Task brief: Each line from the beginning of the data below through the line containing "use crate::LeaseVsBuyResult;" should be repeated exactly, please.
[[ Source material open ]]
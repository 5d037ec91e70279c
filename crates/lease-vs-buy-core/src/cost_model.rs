//! Buy-versus-lease cost model.
//!
//! Expands a set of scenario parameters into two monthly cash flow streams
//! and discounts each to a present value:
//!
//! - **Buy**: purchase price paid up front, maintenance and insurance spread
//!   evenly over each month, resale value received in the final month.
//! - **Lease**: monthly payment plus maintenance and insurance, with an
//!   acquisition fee at the start and a disposition fee at the end of every
//!   lease cycle.
//!
//! Present values are negative for net costs, so a larger (less negative)
//! value is the cheaper option.

use rust_decimal::prelude::ToPrimitive;
use rust_decimal::{Decimal, RoundingStrategy};
use rust_decimal_macros::dec;
use serde::{Deserialize, Serialize};
use std::time::Instant;

use crate::error::LeaseVsBuyError;
use crate::time_value::{npv_with_monthly_flows, MONTHS_PER_YEAR};
use crate::types::{with_metadata, ComputationOutput, Money, Rate, Years};
use crate::LeaseVsBuyResult;

// ---------------------------------------------------------------------------
// Input types
// ---------------------------------------------------------------------------

/// Everything needed to price one buy-versus-lease horizon.
///
/// Every field has a default, so JSON input may supply any subset.
#[derive(Debug, Clone, PartialEq, Serialize, Deserialize)]
#[serde(default)]
pub struct ScenarioParameters {
    /// Vehicle purchase price, paid at t=0
    pub purchase_price: Money,
    /// Monthly lease payment
    pub lease_payment_monthly: Money,
    /// Length of one lease cycle in months
    pub lease_term_months: u32,
    /// Comparison horizon in years (may be fractional)
    pub horizon_years: Years,
    /// Resale value received at the end of the horizon when buying
    pub resale_value: Money,
    /// Annual discount rate (e.g. 0.03 = 3%)
    pub discount_rate_annual: Rate,
    /// Annual maintenance when owning
    pub maintenance_buy_annual: Money,
    /// Annual maintenance when leasing
    pub maintenance_lease_annual: Money,
    /// Annual insurance when owning
    pub insurance_buy_annual: Money,
    /// Annual insurance when leasing
    pub insurance_lease_annual: Money,
    /// Fee charged at the start of each lease cycle
    pub lease_acquisition_fee: Money,
    /// Fee charged at the end of each lease cycle
    pub lease_disposition_fee: Money,
}

impl Default for ScenarioParameters {
    fn default() -> Self {
        Self {
            purchase_price: dec!(35000),
            lease_payment_monthly: dec!(400),
            lease_term_months: 36,
            horizon_years: dec!(5),
            resale_value: dec!(15000),
            discount_rate_annual: dec!(0.03),
            maintenance_buy_annual: dec!(1000),
            maintenance_lease_annual: dec!(300),
            insurance_buy_annual: dec!(1200),
            insurance_lease_annual: dec!(1300),
            lease_acquisition_fee: dec!(500),
            lease_disposition_fee: dec!(500),
        }
    }
}

impl ScenarioParameters {
    /// Copy of these parameters with only the horizon replaced.
    pub fn with_horizon_years(&self, horizon_years: Years) -> Self {
        Self {
            horizon_years,
            ..self.clone()
        }
    }
}

// ---------------------------------------------------------------------------
// Output types
// ---------------------------------------------------------------------------

/// Present values of both scenarios for a single horizon.
#[derive(Debug, Clone, PartialEq, Serialize, Deserialize)]
pub struct ScenarioResult {
    /// Number of monthly periods modelled
    pub total_months: u32,
    /// PV of all buying cash flows (negative = net cost)
    pub present_value_buy: Money,
    /// PV of all leasing cash flows (negative = net cost)
    pub present_value_lease: Money,
    /// PV lease minus PV buy
    pub lease_minus_buy: Money,
}

// ---------------------------------------------------------------------------
// Public API
// ---------------------------------------------------------------------------

/// Convert a horizon in years to a whole number of months, rounding halves
/// to even (4.5 months -> 4, 7.5 months -> 8).
///
/// A negative horizon is rejected rather than read as zero months, which
/// would otherwise price buying as the bare purchase price and leasing as
/// free.
pub fn total_months(horizon_years: Years) -> LeaseVsBuyResult<u32> {
    if horizon_years < Decimal::ZERO {
        return Err(LeaseVsBuyError::InvalidInput {
            field: "horizon_years".into(),
            reason: "Horizon cannot be negative".into(),
        });
    }
    let too_long = || LeaseVsBuyError::InvalidInput {
        field: "horizon_years".into(),
        reason: format!("Horizon of {horizon_years} years is too long"),
    };
    horizon_years
        .checked_mul(Decimal::from(MONTHS_PER_YEAR))
        .ok_or_else(too_long)?
        .round_dp_with_strategy(0, RoundingStrategy::MidpointNearestEven)
        .to_u32()
        .ok_or_else(too_long)
}

/// Monthly buying cash flows for months 1..=total_months.
///
/// Running costs are spread evenly; the resale value is credited to the
/// final month only.
pub fn buy_cashflows(params: &ScenarioParameters, total_months: u32) -> Vec<Money> {
    let monthly_cost = (params.maintenance_buy_annual + params.insurance_buy_annual)
        / Decimal::from(MONTHS_PER_YEAR);
    let mut flows = vec![-monthly_cost; total_months as usize];
    if let Some(last) = flows.last_mut() {
        *last += params.resale_value;
    }
    flows
}

/// Monthly leasing cash flows for months 1..=total_months.
///
/// Month `m` (1-indexed) pays the acquisition fee when it opens a lease
/// cycle, `(m - 1) % term == 0`, and the disposition fee when it closes one,
/// `m % term == 0`. A one-month term pays both every month.
pub fn lease_cashflows(
    params: &ScenarioParameters,
    total_months: u32,
) -> LeaseVsBuyResult<Vec<Money>> {
    if total_months == 0 {
        return Ok(Vec::new());
    }
    let term = params.lease_term_months;
    if term == 0 {
        return Err(LeaseVsBuyError::InvalidInput {
            field: "lease_term_months".into(),
            reason: "Lease term must be at least one month".into(),
        });
    }

    let monthly_cost = params.lease_payment_monthly
        + (params.maintenance_lease_annual + params.insurance_lease_annual)
            / Decimal::from(MONTHS_PER_YEAR);

    let flows = (1..=total_months)
        .map(|month| {
            let mut cf = -monthly_cost;
            if (month - 1) % term == 0 {
                cf -= params.lease_acquisition_fee;
            }
            if month % term == 0 {
                cf -= params.lease_disposition_fee;
            }
            cf
        })
        .collect();
    Ok(flows)
}

/// Present values of buying and leasing, `(pv_buy, pv_lease)`.
pub fn buy_vs_lease_present_values(
    params: &ScenarioParameters,
) -> LeaseVsBuyResult<(Money, Money)> {
    let months = total_months(params.horizon_years)?;
    tracing::debug!(
        horizon_years = %params.horizon_years,
        total_months = months,
        "pricing buy and lease scenarios"
    );

    let pv_buy = npv_with_monthly_flows(
        -params.purchase_price,
        &buy_cashflows(params, months),
        params.discount_rate_annual,
    )?;
    let pv_lease = npv_with_monthly_flows(
        Decimal::ZERO,
        &lease_cashflows(params, months)?,
        params.discount_rate_annual,
    )?;

    Ok((pv_buy, pv_lease))
}

/// Price one horizon and wrap the result in the standard output envelope,
/// with warnings for inputs that are valid but likely unintended.
pub fn calculate_buy_vs_lease(
    params: &ScenarioParameters,
) -> LeaseVsBuyResult<ComputationOutput<ScenarioResult>> {
    let start = Instant::now();
    let mut warnings: Vec<String> = Vec::new();

    let months = total_months(params.horizon_years)?;
    let (present_value_buy, present_value_lease) = buy_vs_lease_present_values(params)?;

    let exact_months = params.horizon_years * Decimal::from(MONTHS_PER_YEAR);
    if exact_months != Decimal::from(months) {
        warnings.push(format!(
            "Horizon of {} years is {exact_months} months; rounded to {months}",
            params.horizon_years
        ));
    }
    if params.lease_term_months > 0 && months % params.lease_term_months != 0 {
        warnings.push(format!(
            "Horizon of {months} months ends mid-way through a {}-month lease cycle; \
             no disposition fee is charged for the final cycle",
            params.lease_term_months
        ));
    }
    if params.resale_value > params.purchase_price {
        warnings.push(format!(
            "Resale value ({}) exceeds purchase price ({})",
            params.resale_value, params.purchase_price
        ));
    }

    let output = ScenarioResult {
        total_months: months,
        present_value_buy,
        present_value_lease,
        lease_minus_buy: present_value_lease - present_value_buy,
    };

    let elapsed = start.elapsed().as_micros() as u64;
    Ok(with_metadata(
        "Buy vs lease present value (monthly discounting)",
        params,
        warnings,
        elapsed,
        output,
    ))
}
[[ Source material closed ]]
Result for this exercise:
repository 5d037ec91e70279c
filename crates/lease-vs-buy-core/src/cost_model.rs
//! Buy-versus-lease cost model.
//!
//! Expands a set of scenario parameters into two monthly cash flow streams
//! and discounts each to a present value:
//!
//! - **Buy**: purchase price paid up front, maintenance and insurance spread
//!   evenly over each month, resale value received in the final month.
//! - **Lease**: monthly payment plus maintenance and insurance, with an
//!   acquisition fee at the start and a disposition fee at the end of every
//!   lease cycle.
//!
//! Present values are negative for net costs, so a larger (less negative)
//! value is the cheaper option.

use rust_decimal::prelude::ToPrimitive;
use rust_decimal::{Decimal, RoundingStrategy};
use rust_decimal_macros::dec;
use serde::{Deserialize, Serialize};
use std::time::Instant;

use crate::error::LeaseVsBuyError;
use crate::time_value::{npv_with_monthly_flows, MONTHS_PER_YEAR};
use crate::types::{with_metadata, ComputationOutput, Money, Rate, Years};
use crate::LeaseVsBuyResult;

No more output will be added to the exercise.